Seseorang yang menduduki posisi atasan biasa identik dengan sosok yang karismatik, berpengalaman, berwibawa, dan seringkali diasosiasikan dengan kelompok usia tertentu. Namun pergeseran tren budaya kerja dan ketergantungan pada teknologi kini menciptakan skenario baru di dunia kerja di mana kreativitas dan semua yang serba cepat dijunjung tinggi. Salah satu fenomena yang terlihat adalah semakin banyaknya bermunculan individu generasi muda yang memegang posisi manajerial bahkan atasan perusahaan. Anda mungkin mulai paham bagaimana bekerja sama dengan kolega yang lebih muda, namun bagaimana jika Anda dan atasan beda generasi?

  1. Jangan Berasumsi
    Hal pertama yang perlu Anda lakukan adalah membuang jauh-jauh semua persepsi yang Anda miliki perihal usia. Jangan terjebak anggapan bahwa bos yang lebih muda berarti mereka hanya sekedar beruntung, minim pengalaman, atau kurang kompeten. Cobalah berpikir positif dan beri atasan Anda kesempatan untuk menunjukkan bahwa beliau memang memiliki kelebihan tersendiri dan pantas menduduki posisi sebagai atasan.
  2. Selalu Menunjukkan Rasa Hormat
    Berapa pun usianya, beliau tetap merupakan atasan Anda dan selayaknya atasan di situasi apa pun, Anda perlu memberi rasa hormat sepantasnya. Pasti ada alasan logis mengapa beliau menduduki posisi tersebut, jadi hindari menyebar gosip atau menganggap remeh atasan Anda hanya karena usia beliau yang masih muda.
  3. Beri Bantuan Dengan Hati-Hati
    Bagian terbesar dari pekerjaan Anda umumnya adalah untuk menunjang performa kerja atasan Anda, jadi jika atasan Anda kemudian mengalami kesulitan, bersiaplah untuk memberi bantuan sebisa mungkin. Satu hal yang perlu Anda ingat adalah jangan berusaha menjadi mentor atau berusaha menggurui, kecuali Anda diangkat menjadi penasehat. Fokus saja untuk menyajikan data, informasi, dan fakta yang dibutuhkan beliau untuk melaksanakan pekerjannya dengan baik.
  4. Mencari Perspektif Baru
    Jika terjadi benturan antara Anda dan atasan, jangan keburu menyerah atau meledak. Coba diskusikan hal ini dengan kolega atau teman yang pernah mengalami hal serupa. Jika menurut Anda masalahnya terletak di perbedaan cara komunikasi dan gaya berpikir, coba juga bicarakan hal ini dengan kenalan Anda yang usianya tidak jauh dari usia atasan Anda agar Anda bisa mendapat input tentang pola pikir dan sudut pandang sang atasan. Kuncinya adalah untuk selalu berusaha mengakomodasi dan menjembatani perbedaan agar tidak menjadi sumber masalah.
  5. Membuka Diri Pada Perubahan
    Cepat atau lambat, Anda harus menerima kenyataan bahwa segala hal akan tergantikan oleh hal yang baru. If you can’t beat them, join them.

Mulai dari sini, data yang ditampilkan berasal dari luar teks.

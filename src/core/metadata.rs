//! Display metadata for fiat and crypto currencies

use anyhow::{Context, Result};
use serde::{Deserialize, Serialize};
use std::collections::HashMap;
use std::path::Path;
use tracing::{debug, info};

/// Display metadata for a single currency, crypto or fiat.
#[derive(Debug, Clone, PartialEq, Serialize, Deserialize)]
pub struct CurrencyMetadata {
    /// Crypto id (lowercase) or fiat code (uppercase).
    pub code: String,
    pub name: String,
    pub icon: Option<String>,
}

/// Shape of one entry in the fiat metadata file. Entries are either a bare
/// display name or an object.
#[derive(Debug, Deserialize)]
#[serde(untagged)]
enum FiatEntry {
    Name(String),
    Detailed {
        name: String,
        #[serde(default, alias = "flag", alias = "image")]
        icon: Option<String>,
    },
}

/// Fiat code to metadata table. Loaded once at startup and never mutated.
#[derive(Debug, Clone, Default)]
pub struct FiatTable {
    entries: HashMap<String, CurrencyMetadata>,
}

impl FiatTable {
    pub fn load<P: AsRef<Path>>(path: P) -> Result<Self> {
        let path = path.as_ref();
        let raw = std::fs::read_to_string(path)
            .with_context(|| format!("Fiat metadata file missing: {}", path.display()))?;
        let table = Self::from_json(&raw)
            .with_context(|| format!("Failed to parse fiat metadata: {}", path.display()))?;
        info!(count = table.len(), path = %path.display(), "Loaded fiat metadata");
        Ok(table)
    }

    pub fn from_json(raw: &str) -> Result<Self> {
        let parsed: HashMap<String, FiatEntry> = serde_json::from_str(raw)?;
        let entries = parsed
            .into_iter()
            .map(|(code, entry)| {
                let code = code.trim().to_uppercase();
                let (name, icon) = match entry {
                    FiatEntry::Name(name) => (name, None),
                    FiatEntry::Detailed { name, icon } => (name, icon),
                };
                debug!("Fiat metadata entry {}", code);
                (code.clone(), CurrencyMetadata { code, name, icon })
            })
            .collect();
        Ok(Self { entries })
    }

    /// Case-insensitive membership test.
    pub fn contains(&self, code: &str) -> bool {
        self.entries.contains_key(&code.to_uppercase())
    }

    pub fn get(&self, code: &str) -> Option<&CurrencyMetadata> {
        self.entries.get(&code.to_uppercase())
    }

    pub fn len(&self) -> usize {
        self.entries.len()
    }

    pub fn is_empty(&self) -> bool {
        self.entries.is_empty()
    }

    /// Entries ordered by code.
    pub fn sorted(&self) -> Vec<&CurrencyMetadata> {
        let mut all: Vec<_> = self.entries.values().collect();
        all.sort_by(|a, b| a.code.cmp(&b.code));
        all
    }
}

impl FromIterator<CurrencyMetadata> for FiatTable {
    fn from_iter<I: IntoIterator<Item = CurrencyMetadata>>(iter: I) -> Self {
        let entries = iter
            .into_iter()
            .map(|mut meta| {
                meta.code = meta.code.to_uppercase();
                (meta.code.clone(), meta)
            })
            .collect();
        Self { entries }
    }
}

#[cfg(test)]
mod tests {
    use super::*;
    use std::io::Write;

    const METADATA_JSON: &str = r#"{
        "usd": {"name": "US Dollar", "flag": "🇺🇸"},
        "EUR": {"name": "Euro"},
        "INR": "Indian Rupee"
    }"#;

    #[test]
    fn test_from_json_normalizes_codes() {
        let table = FiatTable::from_json(METADATA_JSON).unwrap();
        assert_eq!(table.len(), 3);
        assert!(table.contains("usd"));
        assert!(table.contains("USD"));
        assert!(table.contains("eur"));
        assert!(!table.contains("bitcoin"));

        let usd = table.get("usd").unwrap();
        assert_eq!(usd.code, "USD");
        assert_eq!(usd.name, "US Dollar");
        assert_eq!(usd.icon.as_deref(), Some("🇺🇸"));

        let inr = table.get("inr").unwrap();
        assert_eq!(inr.name, "Indian Rupee");
        assert!(inr.icon.is_none());
    }

    #[test]
    fn test_sorted_orders_by_code() {
        let table = FiatTable::from_json(METADATA_JSON).unwrap();
        let codes: Vec<_> = table.sorted().iter().map(|m| m.code.as_str()).collect();
        assert_eq!(codes, vec!["EUR", "INR", "USD"]);
    }

    #[test]
    fn test_load_missing_file_fails() {
        let result = FiatTable::load("/definitely/not/here/currency_metadata.json");
        assert!(result.is_err());
        assert!(
            result
                .unwrap_err()
                .to_string()
                .contains("Fiat metadata file missing")
        );
    }

    #[test]
    fn test_load_from_file() {
        let mut file = tempfile::NamedTempFile::new().unwrap();
        file.write_all(METADATA_JSON.as_bytes()).unwrap();

        let table = FiatTable::load(file.path()).unwrap();
        assert_eq!(table.len(), 3);
    }

    #[test]
    fn test_load_malformed_file_fails() {
        let mut file = tempfile::NamedTempFile::new().unwrap();
        file.write_all(b"[1, 2, 3]").unwrap();

        let result = FiatTable::load(file.path());
        assert!(result.is_err());
    }
}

Bekerja dengan atasan yang lebih muda memberi Anda kesempatan untuk melihat hal-hal baru, baik dalam bentuk ide unik, penggunaan teknologi, atau cara mengambil keputusan. Semakin cepat Anda mengadopsi mindset optimistik ini, maka akan semakin mulus hubungan kerja Anda dengan sang atasan.
  6. Jadikan Motivasi
    Memiliki atasan lebih muda kadang kala memang membuat diri Anda rentan terserang minder dan hilang kepercayaan diri. Jadikan ini pengingat bagi Anda untuk selalu memperbarui keahlian dan lingkup network Anda. Pertama-tama, dengan terus mengembangkan diri, Anda akan menjadikan diri sebagai aset berharga bagi perusahaan. Selain itu, keahlian dan kenalan baru akan meningkatan kepercayaan diri Anda dan bisa jadi membuka pintu kesempatan baru yang tidak terduga.